Una vita dura, quella dei pastori, che oggi ritrova però nuova linfa, in Calabria, grazie al progetto “Eco-Pastore – La Via Lattea”, innovativa idea lanciata dall’Ente Parco Nazionale dell’Aspromonte che punta a supportare e modernizzare l’attività degli allevatori e favorirne l’aggregazione.

Cinquantacinque giovani calabresi, di cui un quinto donne, hanno infatti costituito un consorzio, in nome di un mestiere così antico, per valorizzare un prodotto altamente identitario come il Caprino d’Aspromonte.

Non più pastore, dunque, ma eco-pastore, un’ evoluzione della tradizionale figura del semplice custode delle greggi di pecore, che oggi si occupa non solo dell’attività produttiva, ma anche della cura, manutenzione e valorizzazione delle risorse ambientali.

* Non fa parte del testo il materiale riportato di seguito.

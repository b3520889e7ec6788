//! Route matching logic.
//!
//! # Design Decisions
//! - Patterns are anchored path prefixes: `/hello/` matches `/hello/` and
//!   `/hello/x`, never `/xhello/` or `/hello`
//! - Path matching is case-sensitive
//! - No regex to guarantee O(n) matching

/// Matches the request path against an anchored prefix.
#[derive(Debug, Clone, PartialEq, Eq)]
pub struct PathPrefixMatcher {
    prefix: String,
}

impl PathPrefixMatcher {
    /// Create a new path prefix matcher.
    pub fn new(prefix: impl Into<String>) -> Self {
        Self {
            prefix: prefix.into(),
        }
    }

    /// Returns true if `path` starts with this prefix.
    pub fn matches(&self, path: &str) -> bool {
        path.starts_with(&self.prefix)
    }

    pub fn as_str(&self) -> &str {
        &self.prefix
    }
}
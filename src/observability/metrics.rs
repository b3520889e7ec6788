//! Metrics collection and exposition.
//!
//! # Metrics
//! - `sandbox_requests_total` (counter): requests by method, status, route
//! - `sandbox_request_duration_seconds` (histogram): latency by route
//!
//! Recording is a no-op until an exporter is installed.

use std::net::SocketAddr;
use std::time::Instant;

use metrics_exporter_prometheus::{BuildError, PrometheusBuilder};

/// Route label used when no route matched.
pub const UNMATCHED_ROUTE: &str = "none";

/// Serve Prometheus metrics on `addr`. Must run inside a Tokio runtime.
pub fn init_metrics(addr: SocketAddr) -> Result<(), BuildError> {
    PrometheusBuilder::new().with_http_listener(addr).install()?;
    tracing::info!(address = %addr, "Metrics exporter listening");
    Ok(())
}

pub fn record_request(method: &str, status: u16, route: &str, start: Instant) {
    metrics::counter!(
        "sandbox_requests_total",
        "method" => method.to_string(),
        "status" => status.to_string(),
        "route" => route.to_string(),
    )
    .increment(1);

    metrics::histogram!(
        "sandbox_request_duration_seconds",
        "route" => route.to_string(),
    )
    .record(start.elapsed().as_secs_f64());
}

Partito in via sperimentale nell’area greca, il progettoha l’ambizione di estendersi a tutto l’Aspromonte, valorizzando anche aree marginali: l’obiettivo è rilanciare le nostre risorse agroalimentari e il settore pastorale, valorizzando e promuovendo quei prodotti di pregio quale il latte di capra e il formaggio caprino che abbinano alla qualità anche l’esclusività di produzioni strettamente legate al nostro territorio.

Questo permetterà di eliminare la falsa convinzione che la montagna, per la Calabria, ha sempre rappresentato il luogo dei problemi ma, in realtà, è il luogo della risoluzione di essi.